Até às 14h, a Brigada Militar informou ter registrado apenas uma ocorrência de lesão corporal decorrente de uma briga em frente à Escola Municipal de Educação Básica Portugal, que é local de votação.
Embora os fiscais dos partidos comentem sobre supostos casos de boca de urna, a Brigada Militar informou não ter nenhum registro oficial para esse tipo de delito.
Quatro candidaturas disputam o pleito: além da prefeita interina Jussara Caçapava (Avante), concorrem Claudine Silveira (PP), Tairone Keppler (PT) e Laís Cardoso (PSOL).
A convocação do pleito fora de época é consequência da cassação, via processo de impeachment na Câmara de Vereadores, dos mandatos do então prefeito Cristian Wasem e do vice-prefeito Delegado João Paulo Martins. Eles foram sacados dos cargos após sessão Legislativa em 2 de janeiro, sob alegação de contratações sem licitação e adiamento de contribuições patronais para o Instituto de Previdência dos Servidores Municipais. Desde então, a prefeitura foi assumida interinamente por Jussara, que era presidente da Câmara.

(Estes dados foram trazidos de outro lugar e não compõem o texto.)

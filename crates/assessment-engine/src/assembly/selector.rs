use std::collections::{HashMap, HashSet};
use std::sync::{Arc, Mutex, PoisonError};

use rand::rngs::StdRng;
use rand::seq::SliceRandom;
use rand::SeedableRng;
use serde::{Deserialize, Serialize};
use tracing::{debug, warn};

use crate::domain::{DifficultyLevel, IndicatorId, ItemValidityStatus, Question, QuestionId};
use crate::lookup::{ItemStatisticsLookup, LookupError, QuestionBank};

#[derive(Debug, Clone, Copy, PartialEq, Eq, Serialize, Deserialize)]
pub struct SelectorConfig {
    pub psychometrics_enabled: bool,
    /// Share of each selection reserved for probation items, 0-100.
    pub probation_percentage: u8,
}

impl Default for SelectorConfig {
    fn default() -> Self {
        Self {
            psychometrics_enabled: true,
            probation_percentage: 20,
        }
    }
}

/// Count of an indicator's active questions per validity status.
#[derive(Debug, Clone, Copy, Default, PartialEq, Eq, Serialize, Deserialize)]
pub struct ItemAvailability {
    pub active: usize,
    pub probation: usize,
    pub flagged_for_review: usize,
    pub retired: usize,
}

impl ItemAvailability {
    /// Items that may still be assembled into a test.
    pub fn eligible(&self) -> usize {
        self.active + self.probation + self.flagged_for_review
    }
}

/// Picks questions per indicator, honouring item validity status.
pub struct ItemSelector {
    bank: Arc<dyn QuestionBank>,
    statistics: Arc<dyn ItemStatisticsLookup>,
    config: SelectorConfig,
    rng: Mutex<StdRng>,
}

impl ItemSelector {
    pub fn new(
        bank: Arc<dyn QuestionBank>,
        statistics: Arc<dyn ItemStatisticsLookup>,
        config: SelectorConfig,
    ) -> Self {
        Self::with_rng(bank, statistics, config, StdRng::from_entropy())
    }

    /// Deterministic selector for reproducible assemblies.
    pub fn with_seed(
        bank: Arc<dyn QuestionBank>,
        statistics: Arc<dyn ItemStatisticsLookup>,
        config: SelectorConfig,
        seed: u64,
    ) -> Self {
        Self::with_rng(bank, statistics, config, StdRng::seed_from_u64(seed))
    }

    fn with_rng(
        bank: Arc<dyn QuestionBank>,
        statistics: Arc<dyn ItemStatisticsLookup>,
        config: SelectorConfig,
        rng: StdRng,
    ) -> Self {
        Self {
            bank,
            statistics,
            config,
            rng: Mutex::new(rng),
        }
    }

    /// Selects up to `per_indicator` questions for each indicator, never
    /// repeating a question across indicators.
    pub fn select_validated_questions(
        &self,
        indicator_ids: &[IndicatorId],
        per_indicator: usize,
    ) -> Result<Vec<QuestionId>, LookupError> {
        let mut used = HashSet::new();
        let mut selected = Vec::new();
        for indicator_id in indicator_ids {
            let picks = self.select_for_indicator(indicator_id, per_indicator, None, &used)?;
            used.extend(picks.iter().cloned());
            selected.extend(picks);
        }
        Ok(selected)
    }

    /// Selects up to `target` questions for one indicator. Questions at the
    /// requested difficulty are preferred; other difficulties only fill a
    /// shortfall. Ids in `exclude` are never returned.
    pub fn select_for_indicator(
        &self,
        indicator_id: &IndicatorId,
        target: usize,
        difficulty: Option<DifficultyLevel>,
        exclude: &HashSet<QuestionId>,
    ) -> Result<Vec<QuestionId>, LookupError> {
        if target == 0 {
            return Ok(Vec::new());
        }

        let questions: Vec<Question> = self
            .bank
            .questions_for_indicator(indicator_id, true)?
            .into_iter()
            .filter(|question| !exclude.contains(&question.id))
            .collect();
        let statuses = if self.config.psychometrics_enabled {
            let ids: Vec<QuestionId> = questions
                .iter()
                .map(|question| question.id.clone())
                .collect();
            self.statistics.statuses(&ids)?
        } else {
            HashMap::new()
        };

        let (preferred, others): (Vec<Question>, Vec<Question>) = match difficulty {
            Some(level) => questions
                .into_iter()
                .partition(|question| question.difficulty == level),
            None => (questions, Vec::new()),
        };

        let mut selected = self.pick(&preferred, &statuses, target);
        if selected.len() < target && !others.is_empty() {
            let shortfall = target - selected.len();
            debug!(
                indicator_id = %indicator_id,
                shortfall,
                "not enough items at target difficulty; widening pool"
            );
            selected.extend(self.pick(&others, &statuses, shortfall));
        }

        if selected.len() < target {
            warn!(
                indicator_id = %indicator_id,
                requested = target,
                selected = selected.len(),
                "indicator has fewer eligible questions than requested"
            );
        }
        Ok(selected)
    }

    /// Whether a question may appear in an assembled test. Failures to read
    /// its statistics count as ineligible.
    pub fn is_eligible_for_assembly(&self, question_id: &QuestionId) -> bool {
        match self.statistics.status(question_id) {
            Ok(status) => status.unwrap_or(ItemValidityStatus::DEFAULT).is_eligible(),
            Err(error) => {
                warn!(%question_id, %error, "item statistics unavailable; treating as ineligible");
                false
            }
        }
    }

    pub fn availability(
        &self,
        indicator_id: &IndicatorId,
    ) -> Result<ItemAvailability, LookupError> {
        let ids: Vec<QuestionId> = self
            .bank
            .questions_for_indicator(indicator_id, true)?
            .into_iter()
            .map(|question| question.id)
            .collect();
        let statuses = self.statistics.statuses(&ids)?;

        let mut availability = ItemAvailability::default();
        for id in &ids {
            match statuses.get(id).copied().unwrap_or(ItemValidityStatus::DEFAULT) {
                ItemValidityStatus::Active => availability.active += 1,
                ItemValidityStatus::Probation => availability.probation += 1,
                ItemValidityStatus::FlaggedForReview => availability.flagged_for_review += 1,
                ItemValidityStatus::Retired => availability.retired += 1,
            }
        }
        Ok(availability)
    }

    pub fn has_sufficient_questions(
        &self,
        indicator_id: &IndicatorId,
        required: usize,
    ) -> Result<bool, LookupError> {
        Ok(self.availability(indicator_id)?.eligible() >= required)
    }

    fn pick(
        &self,
        questions: &[Question],
        statuses: &HashMap<QuestionId, ItemValidityStatus>,
        target: usize,
    ) -> Vec<QuestionId> {
        let mut rng = self.rng.lock().unwrap_or_else(PoisonError::into_inner);

        if !self.config.psychometrics_enabled {
            let mut pool: Vec<QuestionId> = questions
                .iter()
                .map(|question| question.id.clone())
                .collect();
            pool.shuffle(&mut *rng);
            pool.truncate(target);
            return pool;
        }

        let mut active = Vec::new();
        let mut probation = Vec::new();
        let mut flagged = Vec::new();
        for question in questions {
            match statuses
                .get(&question.id)
                .copied()
                .unwrap_or(ItemValidityStatus::DEFAULT)
            {
                ItemValidityStatus::Active => active.push(question.id.clone()),
                ItemValidityStatus::Probation => probation.push(question.id.clone()),
                ItemValidityStatus::FlaggedForReview => flagged.push(question.id.clone()),
                ItemValidityStatus::Retired => {}
            }
        }
        active.shuffle(&mut *rng);
        probation.shuffle(&mut *rng);
        flagged.shuffle(&mut *rng);

        let reserved =
            probation_quota(target, self.config.probation_percentage).min(probation.len());
        let primary = active.len().min(target.saturating_sub(reserved));

        let mut active = active.into_iter();
        let mut probation = probation.into_iter();
        let mut pool: Vec<QuestionId> = active.by_ref().take(primary).collect();
        pool.extend(probation.by_ref().take(reserved));

        for fallback in [active.by_ref().collect::<Vec<_>>(), probation.collect(), flagged] {
            if pool.len() >= target {
                break;
            }
            let shortfall = target - pool.len();
            pool.extend(fallback.into_iter().take(shortfall));
        }

        pool.shuffle(&mut *rng);
        pool.truncate(target);
        pool
    }
}

/// `max(1, target * pct / 100)` probation slots per selection.
pub fn probation_quota(target: usize, probation_percentage: u8) -> usize {
    (target * usize::from(probation_percentage.min(100)) / 100).max(1)
}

No Centro Cultural Padre Ermelindo Lottermann, da Paróquia São Vicente de Paulo, cinco seções eleitorais recebiam eleitores em ambiente calmo. Matheus Christiano Ribeiro, de 17 anos, foi até o local para votar pela primeira vez. Ele considera turbulento o cenário político em Cachoeirinha. Em menos de seis anos, esta é a quarta vez que a população vai às urnas para escolher prefeito. Além das disputas municipais ordinárias de 2020 e 2024, o eleitorado da cidade da Região Metropolitana teve outro pleito suplementar em outubro de 2022, determinado por cassação de mandato do prefeito e do vice da época por decisão do Tribunal Regional Eleitoral (TRE).
— É meio caótico e não é a primeira vez que isso acontece (eleição suplementar). Acredito que prejudica a cidade porque as propostas dos gestores vão se modificando — avalia Ribeiro, mencionando a descontinuidade de políticas.
O movimento era mais intenso no Colégio Estadual Rodrigues Alves, onde há oito seções, mas igualmente em clima sereno. Uma viatura da Brigada Militar e dois policiais faziam a ronda em frente ao local por volta das 13h.
A eleição acontece até às 17h. O cartório eleitoral de Cachoeirinha estima que o eleito deve ser anunciado oficialmente por volta das 19h.